Ölmemişti demek. En son hatırladığı telefonda tartıştığı müşterinin söyledikleriydi. Buraya nasıl geldiğini hatırlamıyordu. “Rahat ol…” dedi doktor. “Şu an damarlarınızı kontrol ediyoruz, gerekirse stent takabiliriz.” Cemil o gün işyerinde hem çalışanlar hem de müşterilerle tartışmış, en son telefonda konuşurken duvarı yumruklamış ve bir anda yere yığılıp kalmıştı. İş ortağı 112’yi aramış ve ambulansla onu hastanenin aciline getirmişti. Bu sırada kalbinin durmasıyla şuur kaybı yaşayan Cemil, şok cihazı ile hayata döndürülmüştü. İlk tetkikler yapılır yapılmaz kalp krizi geçirdiği anlaşıldı ve hızla anjiografi laboratuvarına alındı. Cemil tam bir işkolikti. Günde on iki saat çalışıyor, akşamları birkaç arkadaşıyla alkol ve sigara içiyor, eve gittiğinde çoktan uyumuş olan çocuklarını öpüyor ve hemen yatıyordu.

Ne yatarken huzurluydu, ne uyandığında, ne de gün içinde koştururken. İş stresi onu pençesine almıştı ama kendini yalnız da hissediyordu. Kalbini açabileceği kimse yoktu. Neredeyse her gün gergindi. Olur olmaz her şeye sinirlenip bağırıyordu, Rahatlamak için yaptığı tek şey alkol ve sigara kullanmaktı. Bu stres, yalnızlık ve öfke bugün onu içeriden vurdu. Yıllar içinde tansiyonu farkında olmadan yükselmiş ve en sonunda kalbini etkilemişti. Cemil stresi yönetebilse, tansiyonuna dikkat etse ve kalbinin sesine kulak verebilseydi, belki şu an anjiografi masasında olmayacaktı. O sadece 38 yaşındaydı.

İki Ses Arası Yaşam

Anne karnındaki bir bebeğin kalbi ilk kez ne zaman atmaya başlar? Bu, bebeğini kucağına almak isteyen anneler için çok anlamlı bir sestir. Dünyaya geliş yolculuğumuzu ve yaşama tutunmaya başladığımızı bildiren ilk ses. Biz bu yaşamdan ayrılırken kalbimizin sesi susar. Hayat, bu sesin duyulması ve kaybolması arasındaki zamanda yaşadıklarımızdır. Peki bu zaman diliminde, kalbimizin sesinin ne kadar farkındayız? Kalbimiz bize sesini duyurana kadar, çoğumuz bu ritmik yaşam sesinin farkına varmıyoruz. Henüz annemizin karnında embriyo halindeyken oluşan ilk organımız kalbimizdir.
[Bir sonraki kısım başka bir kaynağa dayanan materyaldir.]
//! The value a successful compression hands back.

use crate::decode::PixelBuffer;
use crate::encode::{EncodeError, EncodeRequest, Encoder};

/// Encoded bytes plus the parameters that produced them.
#[derive(Debug, Clone, PartialEq)]
pub struct EncodedArtifact {
    bytes: Vec<u8>,
    quality_used: f64,
    width_used: u32,
    height_used: u32,
}

impl EncodedArtifact {
    pub fn new(bytes: Vec<u8>, quality_used: f64, width_used: u32, height_used: u32) -> Self {
        Self {
            bytes,
            quality_used,
            width_used,
            height_used,
        }
    }

    /// Run `encoder` once on `buffer` and wrap the result.
    ///
    /// An encoder that returns zero bytes is reported as
    /// `EncodeError::EmptyOutput`.
    pub fn encode<E>(encoder: &E, buffer: &PixelBuffer, quality: f64) -> Result<Self, EncodeError>
    where
        E: Encoder + ?Sized,
    {
        let bytes = encoder.encode(EncodeRequest::new(buffer, quality))?;
        if bytes.is_empty() {
            return Err(EncodeError::EmptyOutput);
        }
        Ok(Self::new(bytes, quality, buffer.width(), buffer.height()))
    }

    pub fn bytes(&self) -> &[u8] {
        &self.bytes
    }

    pub fn into_bytes(self) -> Vec<u8> {
        self.bytes
    }

    pub fn size_in_bytes(&self) -> u64 {
        self.bytes.len() as u64
    }

    pub fn quality_used(&self) -> f64 {
        self.quality_used
    }

    pub fn width_used(&self) -> u32 {
        self.width_used
    }

    pub fn height_used(&self) -> u32 {
        self.height_used
    }

    pub fn fits(&self, target_size: u64) -> bool {
        self.size_in_bytes() <= target_size
    }
}

#[cfg(test)]
mod tests {
    use super::*;

    #[test]
    fn test_encode_records_parameters() {
        let buffer = PixelBuffer::new(4, 2, vec![0; 24]).unwrap();
        let encoder = |_: &PixelBuffer, _: f64| Ok::<_, EncodeError>(vec![7u8; 10]);

        let artifact = EncodedArtifact::encode(&encoder, &buffer, 0.75).unwrap();
        assert_eq!(artifact.size_in_bytes(), 10);
        assert_eq!(artifact.quality_used(), 0.75);
        assert_eq!((artifact.width_used(), artifact.height_used()), (4, 2));
        assert!(artifact.fits(10));
        assert!(!artifact.fits(9));
    }

    #[test]
    fn test_empty_output_is_an_error() {
        let buffer = PixelBuffer::new(1, 1, vec![0; 3]).unwrap();
        let encoder = |_: &PixelBuffer, _: f64| Ok::<_, EncodeError>(Vec::new());

        let result = EncodedArtifact::encode(&encoder, &buffer, 0.5);
        assert!(matches!(result, Err(EncodeError::EmptyOutput)));
    }
}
Yaklaşık altı haftalıkken kalp atışları duyulmaya başlanır. Embriyo bir insan olmaya doğru geliştikçe annenin duygularını da hissetmeye ve bundan etkilenmeye başlar. Yani kalbi gelişen bir bebek aynı zamanda duyguları da hisseder. Bebek dünyaya gelir, onu bekleyen sayısız yaşam deneyimi vardır. Ama bir yetişkin olduğunda, dikkatini etrafına verir, kalp sesini duymaz olur, bazen de tıpkı Cemil gibi hem kalbine hem de duygularına karşı da körleşir.

İnsan vücudunda 200 ayrı türde olmak üzere, yaklaşık 100 trilyon hücre vardır. Kalbimizdeki hücreler vücuttaki diğer hücrelere göre bir farklılık gösterir: Vücudumuzda ritmik olarak hareket eden tek hücre türüdür. Kalbimizde bulunan özel kas hücreleri büzülme ve açılma hareketleri yapar ve kalbimizin atmasını sağlar. Kalbin çalışması çoğu zaman öyle sessizdir ki bizim için atan bu mucize organın varlığını düşünmeyiz. Ancak, çalışmasında bir sorun olduğunda ya da ani bir korku ya da öfke gibi şiddetli bir duygu yaşadığımızda kalbimizin atışlarını hisseder ve sesini duyarız.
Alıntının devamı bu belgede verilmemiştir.